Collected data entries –
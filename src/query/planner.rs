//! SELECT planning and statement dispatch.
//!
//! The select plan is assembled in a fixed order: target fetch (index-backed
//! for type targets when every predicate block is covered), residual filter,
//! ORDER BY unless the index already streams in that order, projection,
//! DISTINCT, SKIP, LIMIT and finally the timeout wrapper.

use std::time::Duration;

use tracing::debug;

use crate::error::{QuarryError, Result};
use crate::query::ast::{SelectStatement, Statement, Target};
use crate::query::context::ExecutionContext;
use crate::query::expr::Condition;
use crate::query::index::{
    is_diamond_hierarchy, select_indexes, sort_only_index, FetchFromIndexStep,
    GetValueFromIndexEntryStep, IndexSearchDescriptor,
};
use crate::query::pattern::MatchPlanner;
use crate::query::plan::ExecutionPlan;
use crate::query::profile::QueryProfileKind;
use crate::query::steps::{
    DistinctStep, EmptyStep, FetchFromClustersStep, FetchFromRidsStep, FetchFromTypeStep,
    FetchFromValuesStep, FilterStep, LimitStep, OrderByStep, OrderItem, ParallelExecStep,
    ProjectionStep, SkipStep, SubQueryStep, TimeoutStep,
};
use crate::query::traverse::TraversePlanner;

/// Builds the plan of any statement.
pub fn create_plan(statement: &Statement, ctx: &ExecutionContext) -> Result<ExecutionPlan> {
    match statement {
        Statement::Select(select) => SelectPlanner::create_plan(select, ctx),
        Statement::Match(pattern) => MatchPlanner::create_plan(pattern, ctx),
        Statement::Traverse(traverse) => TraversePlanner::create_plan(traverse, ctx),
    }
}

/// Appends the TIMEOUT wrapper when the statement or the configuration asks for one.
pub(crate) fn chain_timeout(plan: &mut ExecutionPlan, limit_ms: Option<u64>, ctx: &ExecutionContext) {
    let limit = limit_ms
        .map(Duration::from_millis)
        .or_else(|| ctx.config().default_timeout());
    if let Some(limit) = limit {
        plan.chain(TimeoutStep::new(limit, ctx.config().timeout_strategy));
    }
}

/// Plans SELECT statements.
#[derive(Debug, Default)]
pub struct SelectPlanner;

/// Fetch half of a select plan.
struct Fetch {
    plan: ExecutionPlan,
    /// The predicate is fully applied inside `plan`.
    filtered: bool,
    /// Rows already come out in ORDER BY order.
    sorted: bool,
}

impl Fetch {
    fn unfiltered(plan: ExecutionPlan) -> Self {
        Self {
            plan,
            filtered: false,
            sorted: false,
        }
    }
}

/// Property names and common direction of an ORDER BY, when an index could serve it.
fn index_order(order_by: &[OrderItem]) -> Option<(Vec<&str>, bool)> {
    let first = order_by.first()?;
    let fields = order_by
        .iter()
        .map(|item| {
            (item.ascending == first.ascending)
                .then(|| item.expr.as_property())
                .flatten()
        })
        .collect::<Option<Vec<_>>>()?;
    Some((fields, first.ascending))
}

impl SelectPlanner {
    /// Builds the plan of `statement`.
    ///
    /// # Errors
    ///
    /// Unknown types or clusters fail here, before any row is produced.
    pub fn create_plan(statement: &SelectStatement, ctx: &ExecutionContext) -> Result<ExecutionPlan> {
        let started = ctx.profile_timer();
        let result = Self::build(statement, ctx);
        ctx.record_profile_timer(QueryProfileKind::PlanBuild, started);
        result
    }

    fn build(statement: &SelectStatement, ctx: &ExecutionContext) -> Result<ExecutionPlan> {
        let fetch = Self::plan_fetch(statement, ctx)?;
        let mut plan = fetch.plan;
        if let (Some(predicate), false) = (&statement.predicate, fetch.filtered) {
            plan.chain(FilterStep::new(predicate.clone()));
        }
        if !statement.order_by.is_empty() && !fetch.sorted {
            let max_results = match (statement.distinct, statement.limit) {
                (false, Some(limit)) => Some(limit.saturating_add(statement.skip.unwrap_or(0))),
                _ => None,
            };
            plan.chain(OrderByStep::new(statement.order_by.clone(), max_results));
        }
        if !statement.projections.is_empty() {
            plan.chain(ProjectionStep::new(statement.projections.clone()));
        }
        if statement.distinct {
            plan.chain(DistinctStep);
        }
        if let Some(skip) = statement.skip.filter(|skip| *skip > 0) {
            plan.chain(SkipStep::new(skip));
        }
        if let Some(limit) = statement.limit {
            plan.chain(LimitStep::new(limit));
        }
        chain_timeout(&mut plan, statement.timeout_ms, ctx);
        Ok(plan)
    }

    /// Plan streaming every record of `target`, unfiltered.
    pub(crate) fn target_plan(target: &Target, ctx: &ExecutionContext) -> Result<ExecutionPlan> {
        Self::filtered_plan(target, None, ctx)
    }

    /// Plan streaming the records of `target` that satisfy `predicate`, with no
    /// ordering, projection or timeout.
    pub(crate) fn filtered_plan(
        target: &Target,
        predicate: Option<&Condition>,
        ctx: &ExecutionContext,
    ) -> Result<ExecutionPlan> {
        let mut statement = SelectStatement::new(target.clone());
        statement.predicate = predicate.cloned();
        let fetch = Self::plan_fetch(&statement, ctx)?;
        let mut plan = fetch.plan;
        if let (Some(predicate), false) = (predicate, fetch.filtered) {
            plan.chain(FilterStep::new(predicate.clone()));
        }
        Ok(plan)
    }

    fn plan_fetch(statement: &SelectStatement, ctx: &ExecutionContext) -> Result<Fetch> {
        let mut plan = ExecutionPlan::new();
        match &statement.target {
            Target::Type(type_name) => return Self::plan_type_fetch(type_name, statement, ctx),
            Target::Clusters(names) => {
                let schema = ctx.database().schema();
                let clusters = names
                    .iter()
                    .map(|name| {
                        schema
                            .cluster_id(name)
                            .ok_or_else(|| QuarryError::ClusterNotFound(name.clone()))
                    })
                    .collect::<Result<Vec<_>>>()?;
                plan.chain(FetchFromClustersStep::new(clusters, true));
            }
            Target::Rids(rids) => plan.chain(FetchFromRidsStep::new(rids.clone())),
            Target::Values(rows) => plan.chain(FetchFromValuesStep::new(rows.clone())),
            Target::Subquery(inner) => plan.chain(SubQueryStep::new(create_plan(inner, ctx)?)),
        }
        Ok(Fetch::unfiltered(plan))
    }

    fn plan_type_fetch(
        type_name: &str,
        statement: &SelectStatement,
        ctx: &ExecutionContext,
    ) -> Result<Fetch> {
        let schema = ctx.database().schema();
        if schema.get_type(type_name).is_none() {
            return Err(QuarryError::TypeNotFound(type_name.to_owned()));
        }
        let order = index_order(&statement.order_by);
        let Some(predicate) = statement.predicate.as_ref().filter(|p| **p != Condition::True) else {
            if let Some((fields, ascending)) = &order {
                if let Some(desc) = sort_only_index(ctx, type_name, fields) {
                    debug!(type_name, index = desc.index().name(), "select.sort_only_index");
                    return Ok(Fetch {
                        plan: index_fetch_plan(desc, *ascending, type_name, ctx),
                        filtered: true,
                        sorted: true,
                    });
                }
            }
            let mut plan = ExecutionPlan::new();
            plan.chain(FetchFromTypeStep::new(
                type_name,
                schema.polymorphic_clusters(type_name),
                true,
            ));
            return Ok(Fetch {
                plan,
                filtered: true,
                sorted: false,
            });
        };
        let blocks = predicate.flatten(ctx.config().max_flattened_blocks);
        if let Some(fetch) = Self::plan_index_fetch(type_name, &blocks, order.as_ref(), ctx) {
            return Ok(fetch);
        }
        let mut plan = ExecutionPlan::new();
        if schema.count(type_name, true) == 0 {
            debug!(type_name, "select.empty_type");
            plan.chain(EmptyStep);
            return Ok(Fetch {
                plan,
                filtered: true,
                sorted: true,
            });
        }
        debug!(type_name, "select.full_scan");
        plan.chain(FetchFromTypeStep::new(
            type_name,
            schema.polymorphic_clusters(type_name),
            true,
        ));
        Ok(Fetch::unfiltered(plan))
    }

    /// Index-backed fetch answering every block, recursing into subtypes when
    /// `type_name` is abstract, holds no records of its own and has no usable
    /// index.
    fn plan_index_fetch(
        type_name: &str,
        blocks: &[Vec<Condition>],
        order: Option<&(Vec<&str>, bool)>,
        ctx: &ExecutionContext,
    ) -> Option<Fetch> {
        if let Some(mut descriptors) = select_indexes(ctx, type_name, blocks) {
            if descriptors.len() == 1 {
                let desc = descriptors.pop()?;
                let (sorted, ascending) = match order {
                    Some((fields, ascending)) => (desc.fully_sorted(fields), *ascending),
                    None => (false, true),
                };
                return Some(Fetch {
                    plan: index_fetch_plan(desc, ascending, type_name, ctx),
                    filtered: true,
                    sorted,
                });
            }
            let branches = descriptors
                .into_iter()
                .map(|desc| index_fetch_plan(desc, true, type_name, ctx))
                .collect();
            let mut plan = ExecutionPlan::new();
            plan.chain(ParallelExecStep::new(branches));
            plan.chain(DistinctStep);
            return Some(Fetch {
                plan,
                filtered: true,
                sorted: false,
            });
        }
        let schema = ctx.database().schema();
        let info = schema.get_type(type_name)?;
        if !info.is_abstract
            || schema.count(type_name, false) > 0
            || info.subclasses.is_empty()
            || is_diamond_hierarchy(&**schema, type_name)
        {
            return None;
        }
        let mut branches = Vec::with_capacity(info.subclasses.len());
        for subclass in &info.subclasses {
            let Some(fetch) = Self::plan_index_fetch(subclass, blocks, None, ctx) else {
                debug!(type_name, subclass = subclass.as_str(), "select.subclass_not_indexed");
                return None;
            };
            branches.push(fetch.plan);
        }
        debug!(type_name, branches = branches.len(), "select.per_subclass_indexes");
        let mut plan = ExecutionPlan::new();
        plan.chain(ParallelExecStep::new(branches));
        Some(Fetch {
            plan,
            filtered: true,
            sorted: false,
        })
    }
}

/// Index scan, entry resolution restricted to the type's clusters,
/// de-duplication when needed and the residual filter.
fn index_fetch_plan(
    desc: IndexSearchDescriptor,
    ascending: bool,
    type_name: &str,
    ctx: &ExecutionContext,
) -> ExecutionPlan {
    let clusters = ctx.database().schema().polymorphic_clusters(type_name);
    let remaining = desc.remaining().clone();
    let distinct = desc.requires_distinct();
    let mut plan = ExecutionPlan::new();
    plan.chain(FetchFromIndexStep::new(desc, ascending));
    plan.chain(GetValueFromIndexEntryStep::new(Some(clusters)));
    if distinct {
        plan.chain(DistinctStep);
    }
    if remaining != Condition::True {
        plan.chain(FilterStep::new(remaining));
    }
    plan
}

Instructions for the task – Find the word "database" in the data and copy out each line where it turns up.

Result of the exercise –
                let schema = ctx.database().schema();
        let schema = ctx.database().schema();
        let schema = ctx.database().schema();
    let clusters = ctx.database().schema().polymorphic_clusters(type_name);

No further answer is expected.